In accordance with the PILOT’s terms, the high-rise property on the water’s edge in the heart of Harbor East only pays $1 a year in property taxes for 25 years.
That amounts to $61.5 million in lost revenue for the city over the same time period, which ends in 2022.
Overregulating the Industry
Industry groups said they already routinely hire and rehire in the way the bills require, but that making it a legal requirement was too much to ask.
Rohrer said the bills overregulate the industry, and that hiring by seniority may not align with a business’s needs.
She also noted some of the ways hotels have worked with the city during the pandemic, including providing shelter to the homeless and donating to food banks.
“Overregulating an already struggling industry could result in permanent business, job, and related tax loss,” she warned.
Donald Fry, president and CEO of the Greater Baltimore Committee, has also opposed the bill, saying it would hurt competition.
“Such an expansion of government regulation is unacceptable as it seeks to hinder legitimate business decisions made by a private sector business in the hiring of personnel,” Fry wrote in his own letter.
He called the penalties businesses could face “excessive and unconscionable.”
Is it Legal?
Ashlea Brown and Hilary Ruley of the Law Department said the bills would violate several existing laws, and that local government doesn’t have the authority to involve itself in the employer/employee relationship.
“This bill would be an unconstitutional impairment to the pre-existing employment arrangement,” they wrote, “and would not survive a legal challenge on this basis, even in the face of a global pandemic.”

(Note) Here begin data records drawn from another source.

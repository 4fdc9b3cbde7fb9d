use std::error::Error;

use timetable_core::{SlotError, TimetableError, TimetableResult, Weekday};

#[test]
fn test_timetable_error_display() {
    let not_found = TimetableError::NotFound("teacher T404".to_string());
    let validation = TimetableError::Validation("Invalid input".to_string());
    let conflict = TimetableError::Conflict("2 overlapping slots".to_string());
    let storage = TimetableError::Storage(eyre::eyre!("seed file unreadable"));

    assert_eq!(not_found.to_string(), "Resource not found: teacher T404");
    assert_eq!(validation.to_string(), "Validation error: Invalid input");
    assert_eq!(conflict.to_string(), "Schedule conflict: 2 overlapping slots");
    assert!(storage.to_string().contains("Storage error:"));
}

#[test]
fn test_slot_error_becomes_validation_error() {
    let err: TimetableError = SlotError::InvalidTime("7pm".to_string()).into();

    assert!(matches!(err, TimetableError::Validation(_)));
    assert_eq!(
        err.to_string(),
        "Validation error: invalid time \"7pm\", expected zero-padded HH:MM"
    );
}

#[test]
fn test_overlap_error_message() {
    let err = SlotError::Overlap {
        day: Weekday::Tuesday,
        first: "a".to_string(),
        second: "b".to_string(),
    };
    assert_eq!(err.to_string(), "slots overlap on tuesday: a and b");
}

#[test]
fn test_internal_error_keeps_source() {
    let io_error = std::io::Error::new(std::io::ErrorKind::Other, "IO error");
    let err = TimetableError::Internal(Box::new(io_error));

    assert!(err.source().is_some());
    assert!(err.to_string().contains("IO error"));
}

#[test]
fn test_timetable_result() {
    let result: TimetableResult<i32> = Ok(42);
    assert_eq!(result.unwrap(), 42);

    let result: TimetableResult<i32> = Err(TimetableError::NotFound("Not found".to_string()));
    assert!(result.is_err());
}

But David Rodwin and Sally Dworak-Fisher of the Public Justice Center disagreed with that analysis – going so far as to recommend that the Council investigate why it gave “such unsound and unsupported legal advice.”
“The Law Department report’s conclusion,” Rodwin and Dworak-Fisher said, “is logically inscrutable and legally indefensible, and its analysis is unmoored from established precedent.”